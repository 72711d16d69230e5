//! # Kapwa CMS
//!
//! The page builder engine behind Kapwa's admin "page builder".
//!
//! A page is an ordered list of typed content blocks. Each block type is
//! described once, at startup, by a descriptor that binds a type id to a
//! label, a category, default properties, a declarative field schema and a
//! renderer. Everything else works off that registry:
//!
//! - the document editor inserts, deletes, reorders and edits blocks,
//!   producing a fresh immutable document on every change;
//! - the property editor turns a block's schema (or, for undeclared data,
//!   an inferred schema) into form controls and coerced prop edits;
//! - the renderer turns a block list into HTML for admins or the public,
//!   isolating failures per block and sanitizing rich text.
//!
//! ## Architecture
//!
//! ```text
//! kapwa-cms
//! ├── schema      - Field schema variants, inference, coercion
//! ├── blocks      - Block instances, descriptors, registry, builtin types
//! ├── pages       - Page document, records, templates
//! ├── editor      - Document editor, drag state machine, undo history
//! ├── admin       - Property editor, form widgets, block picker
//! ├── render      - Audience-aware renderer with failure isolation
//! └── persistence - Page store boundary and save coalescing
//! ```
//!
//! ## Quick Start
//!
//! ```
//! use kapwa_cms::prelude::*;
//! use std::sync::Arc;
//!
//! let registry = Arc::new(BlockRegistry::with_builtin_blocks());
//! let mut editor = DocumentEditor::new(PageDocument::new("Home"), registry.clone());
//!
//! let id = editor.insert_block(0, "hero").unwrap();
//! assert!(editor.is_dirty());
//! assert_eq!(editor.selected(), Some(id.as_str()));
//!
//! let renderer = PageRenderer::new(registry);
//! let html = renderer.render_to_html(&editor.document().blocks, Audience::Public);
//! assert!(html.contains("Welcome to Our Community"));
//! ```

#![warn(missing_docs)]
#![warn(rustdoc::broken_intra_doc_links)]

// Re-export for block authors
pub use serde_json;

pub mod admin;
pub mod blocks;
pub mod editor;
pub mod pages;
pub mod persistence;
pub mod render;
pub mod schema;

/// Convenient re-exports of commonly used items
pub mod prelude {
	pub use crate::admin::{BlockPicker, PropertyEditor};
	pub use crate::blocks::{
		Block, BlockCategory, BlockContext, BlockRegistry, BlockRenderer, BlockTypeDescriptor,
		PropAccess, Props, RenderError, global_registry, init_global_registry,
	};
	pub use crate::editor::{DocumentEditor, DragState, ViewMode};
	pub use crate::error::{CmsError, CmsResult};
	pub use crate::pages::{PageDocument, PageRecord, PageStatus, PageTemplate, PageType, PageUpdate};
	pub use crate::persistence::{MemoryPageStore, PageStore, SaveCoordinator, SaveOutcome};
	pub use crate::render::{Audience, PageRenderer, RenderedBlock};
	pub use crate::schema::{FieldKind, FieldSchema, SchemaMap};
}

/// CMS error types
pub mod error {
	use kapwa_conf::SettingsError;
	use thiserror::Error;

	/// Default message shown when a save fails without details
	pub const SAVE_FAILED_MESSAGE: &str = "Failed to save page.";

	/// CMS-related errors
	#[derive(Error, Debug)]
	pub enum CmsError {
		/// Block type registered twice
		#[error("Block type already registered: {0}")]
		DuplicateBlockType(String),

		/// Field schema rejected at registration
		#[error("Invalid schema for {block_type}.{field}: {reason}")]
		InvalidSchema {
			/// Block type owning the schema
			block_type: String,
			/// Offending field key
			field: String,
			/// What is wrong with it
			reason: String,
		},

		/// Page not found
		#[error("Page not found: {0}")]
		PageNotFound(String),

		/// Template not found
		#[error("Template not found: {0}")]
		TemplateNotFound(String),

		/// Slug already used by another page
		#[error("Slug already in use: {0}")]
		DuplicateSlug(String),

		/// The persistence collaborator rejected or failed a request
		#[error("{message}")]
		Persistence {
			/// User-displayable message
			message: String,
		},

		/// The process-wide registry was already installed
		#[error("Block registry already initialized")]
		RegistryAlreadyInitialized,

		/// Settings could not be loaded or applied
		#[error(transparent)]
		Settings(#[from] SettingsError),
	}

	impl CmsError {
		/// Persistence error with a fallback message when `message` is blank
		pub fn persistence(message: impl Into<String>) -> Self {
			let message = message.into();
			let message = if message.trim().is_empty() {
				SAVE_FAILED_MESSAGE.to_string()
			} else {
				message
			};
			Self::Persistence { message }
		}
	}

	/// Result type for CMS operations
	pub type CmsResult<T> = Result<T, CmsError>;
}
//! # Kapwa Conf
//!
//! Layered settings for the page builder.
//!
//! Sources are merged in priority order (environment variables > config files
//! > defaults). Nested tables are deep-merged, so an environment override of
//! a single key leaves its siblings intact.
//!
//! ## Example
//!
//! ```
//! use kapwa_conf::PageBuilderSettings;
//! use kapwa_conf::builder::SettingsBuilder;
//! use kapwa_conf::sources::DefaultSource;
//! use serde_json::json;
//!
//! let settings: PageBuilderSettings = SettingsBuilder::new()
//!     .add_source(DefaultSource::new().with_value("editor", json!({"history_limit": 5})))
//!     .build()
//!     .unwrap();
//! assert_eq!(settings.editor.history_limit, 5);
//! assert_eq!(settings.editor.preview_length, 100);
//! ```

#![warn(missing_docs)]

pub mod builder;
pub mod settings;
pub mod sources;

pub use builder::{SettingsBuilder, SettingsError};
pub use settings::{EditorSettings, PageBuilderSettings, RendererSettings};
pub use sources::{ConfigSource, SourceError};
//! Configuration sources for layered settings
//!
//! Each source yields a map of top-level keys to JSON values. The
//! [`SettingsBuilder`](crate::builder::SettingsBuilder) merges them by
//! ascending priority.

use indexmap::IndexMap;
use serde_json::{Map, Value};
use std::fs;
use std::path::{Path, PathBuf};

/// Separator for nested keys in environment variable names
pub const ENV_NESTING_SEPARATOR: &str = "__";

/// Default environment variable prefix
pub const DEFAULT_ENV_PREFIX: &str = "KAPWA_";

/// Trait for configuration sources
pub trait ConfigSource: Send + Sync {
	/// Load configuration from this source
	fn load(&self) -> Result<IndexMap<String, Value>, SourceError>;

	/// Get the priority of this source (higher = more important)
	fn priority(&self) -> u8;

	/// Get a description of this source
	fn description(&self) -> String;
}

/// Error type for configuration sources
#[non_exhaustive]
#[derive(Debug, thiserror::Error)]
pub enum SourceError {
	/// Source file could not be read
	#[error("IO error: {0}")]
	Io(#[from] std::io::Error),

	/// Value could not be parsed
	#[error("Parse error: {0}")]
	Parse(String),

	/// Malformed TOML file
	#[error("TOML error: {0}")]
	Toml(#[from] toml::de::Error),

	/// Malformed JSON file
	#[error("JSON error: {0}")]
	Json(#[from] serde_json::Error),

	/// Source is not usable, e.g. an unsupported file extension
	#[error("Invalid source: {0}")]
	InvalidSource(String),
}

/// Environment variable configuration source
///
/// `KAPWA_EDITOR__HISTORY_LIMIT=5` becomes `{"editor": {"history_limit": 5}}`.
pub struct EnvSource {
	prefix: String,
	vars: Option<Vec<(String, String)>>,
}

impl EnvSource {
	/// Create a source reading variables that start with `KAPWA_`
	///
	/// # Examples
	///
	/// ```
	/// use kapwa_conf::sources::{ConfigSource, EnvSource};
	///
	/// let source = EnvSource::new();
	/// assert_eq!(source.priority(), 100);
	/// ```
	pub fn new() -> Self {
		Self {
			prefix: DEFAULT_ENV_PREFIX.to_string(),
			vars: None,
		}
	}

	/// Replace the prefix filter
	pub fn with_prefix(mut self, prefix: impl Into<String>) -> Self {
		self.prefix = prefix.into();
		self
	}

	/// Read from a fixed list of variables instead of the process environment
	///
	/// # Examples
	///
	/// ```
	/// use kapwa_conf::sources::{ConfigSource, EnvSource};
	/// use serde_json::json;
	///
	/// let source = EnvSource::new().with_vars([("KAPWA_EDITOR__HISTORY_LIMIT", "5")]);
	/// let config = source.load().unwrap();
	/// assert_eq!(config["editor"], json!({"history_limit": 5}));
	/// ```
	pub fn with_vars<K, V>(mut self, vars: impl IntoIterator<Item = (K, V)>) -> Self
	where
		K: Into<String>,
		V: Into<String>,
	{
		self.vars = Some(
			vars.into_iter()
				.map(|(k, v)| (k.into(), v.into()))
				.collect(),
		);
		self
	}
}

impl Default for EnvSource {
	fn default() -> Self {
		Self::new()
	}
}

impl ConfigSource for EnvSource {
	fn load(&self) -> Result<IndexMap<String, Value>, SourceError> {
		let vars = match &self.vars {
			Some(vars) => vars.clone(),
			None => std::env::vars().collect(),
		};

		let mut config: IndexMap<String, Value> = IndexMap::new();
		for (key, value) in vars {
			let Some(clean_key) = key.strip_prefix(&self.prefix) else {
				continue;
			};
			let lower_key = clean_key.to_lowercase();
			let mut path = lower_key
				.split(ENV_NESTING_SEPARATOR)
				.filter(|segment| !segment.is_empty());
			let Some(head) = path.next() else {
				continue;
			};
			let rest: Vec<&str> = path.collect();

			let parsed_value = parse_scalar(&value);
			if rest.is_empty() {
				config.insert(head.to_string(), parsed_value);
				continue;
			}

			let entry = config
				.entry(head.to_string())
				.or_insert_with(|| Value::Object(Map::new()));
			insert_nested(entry, &rest, parsed_value);
		}

		Ok(config)
	}

	fn priority(&self) -> u8 {
		100 // Highest priority
	}

	fn description(&self) -> String {
		format!("Environment variables (prefix: {})", self.prefix)
	}
}

/// Integer, then boolean, then string
fn parse_scalar(value: &str) -> Value {
	let trimmed = value.trim();
	if let Ok(num) = trimmed.parse::<i64>() {
		Value::Number(num.into())
	} else if let Ok(b) = trimmed.to_lowercase().parse::<bool>() {
		Value::Bool(b)
	} else {
		Value::String(value.to_string())
	}
}

fn insert_nested(target: &mut Value, path: &[&str], value: Value) {
	if !target.is_object() {
		*target = Value::Object(Map::new());
	}
	let Value::Object(map) = target else {
		return;
	};
	match path {
		[] => {}
		[last] => {
			map.insert(last.to_string(), value);
		}
		[head, rest @ ..] => {
			let child = map
				.entry(head.to_string())
				.or_insert_with(|| Value::Object(Map::new()));
			insert_nested(child, rest, value);
		}
	}
}

/// TOML file configuration source
///
/// A missing file loads as an empty map.
pub struct TomlFileSource {
	path: PathBuf,
}

impl TomlFileSource {
	/// Create a new TOML file configuration source
	///
	/// # Examples
	///
	/// ```
	/// use kapwa_conf::sources::TomlFileSource;
	///
	/// let source = TomlFileSource::new("kapwa.toml");
	/// ```
	pub fn new(path: impl Into<PathBuf>) -> Self {
		Self { path: path.into() }
	}
}

impl ConfigSource for TomlFileSource {
	fn load(&self) -> Result<IndexMap<String, Value>, SourceError> {
		if !self.path.exists() {
			return Ok(IndexMap::new());
		}

		let content = fs::read_to_string(&self.path)?;
		let toml_value: toml::Value = toml::from_str(&content)?;
		let json_value = serde_json::to_value(toml_value)?;

		object_to_map(json_value)
	}

	fn priority(&self) -> u8 {
		50
	}

	fn description(&self) -> String {
		format!("TOML file: {}", self.path.display())
	}
}

/// JSON file configuration source
pub struct JsonFileSource {
	path: PathBuf,
}

impl JsonFileSource {
	/// Create a new JSON file configuration source
	pub fn new(path: impl Into<PathBuf>) -> Self {
		Self { path: path.into() }
	}
}

impl ConfigSource for JsonFileSource {
	fn load(&self) -> Result<IndexMap<String, Value>, SourceError> {
		if !self.path.exists() {
			return Ok(IndexMap::new());
		}

		let content = fs::read_to_string(&self.path)?;
		let json_value: Value = serde_json::from_str(&content)?;

		object_to_map(json_value)
	}

	fn priority(&self) -> u8 {
		50
	}

	fn description(&self) -> String {
		format!("JSON file: {}", self.path.display())
	}
}

fn object_to_map(value: Value) -> Result<IndexMap<String, Value>, SourceError> {
	match value {
		Value::Object(map) => Ok(map.into_iter().collect()),
		_ => Err(SourceError::Parse("Expected object at root".to_string())),
	}
}

/// Default values configuration source
pub struct DefaultSource {
	values: IndexMap<String, Value>,
}

impl DefaultSource {
	/// Create an empty default source
	pub fn new() -> Self {
		Self {
			values: IndexMap::new(),
		}
	}

	/// Add a default value for a top-level key
	///
	/// # Examples
	///
	/// ```
	/// use kapwa_conf::sources::{ConfigSource, DefaultSource};
	/// use serde_json::json;
	///
	/// let source = DefaultSource::new().with_value("renderer", json!({"container_class": "page"}));
	/// assert_eq!(source.load().unwrap()["renderer"]["container_class"], "page");
	/// ```
	pub fn with_value(mut self, key: impl Into<String>, value: Value) -> Self {
		self.values.insert(key.into(), value);
		self
	}

	/// Seed every top-level key of a serialized object
	pub fn from_object(value: Value) -> Result<Self, SourceError> {
		Ok(Self {
			values: object_to_map(value)?,
		})
	}
}

impl Default for DefaultSource {
	fn default() -> Self {
		Self::new()
	}
}

impl ConfigSource for DefaultSource {
	fn load(&self) -> Result<IndexMap<String, Value>, SourceError> {
		Ok(self.values.clone())
	}

	fn priority(&self) -> u8 {
		0 // Lowest priority
	}

	fn description(&self) -> String {
		"Default values".to_string()
	}
}

/// Pick a file source from the path extension
///
/// # Examples
///
/// ```
/// use kapwa_conf::sources::auto_source;
///
/// assert!(auto_source("kapwa.toml").is_ok());
/// assert!(auto_source("kapwa.json").is_ok());
/// assert!(auto_source("kapwa.ini").is_err());
/// ```
pub fn auto_source(path: impl AsRef<Path>) -> Result<Box<dyn ConfigSource>, SourceError> {
	let path = path.as_ref();
	let ext = path
		.extension()
		.and_then(|e| e.to_str())
		.ok_or_else(|| SourceError::InvalidSource("No file extension".to_string()))?;

	match ext {
		"toml" => Ok(Box::new(TomlFileSource::new(path))),
		"json" => Ok(Box::new(JsonFileSource::new(path))),
		other => Err(SourceError::InvalidSource(format!(
			"Unsupported file extension: {}",
			other
		))),
	}
}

::::::::

• **What you will do**: Every line that contains the string "CmsError" should be returned from the data.

• **Solution below**:
	pub use crate::error::{CmsError, CmsResult};
	pub enum CmsError {
	impl CmsError {
	pub type CmsResult<T> = Result<T, CmsError>;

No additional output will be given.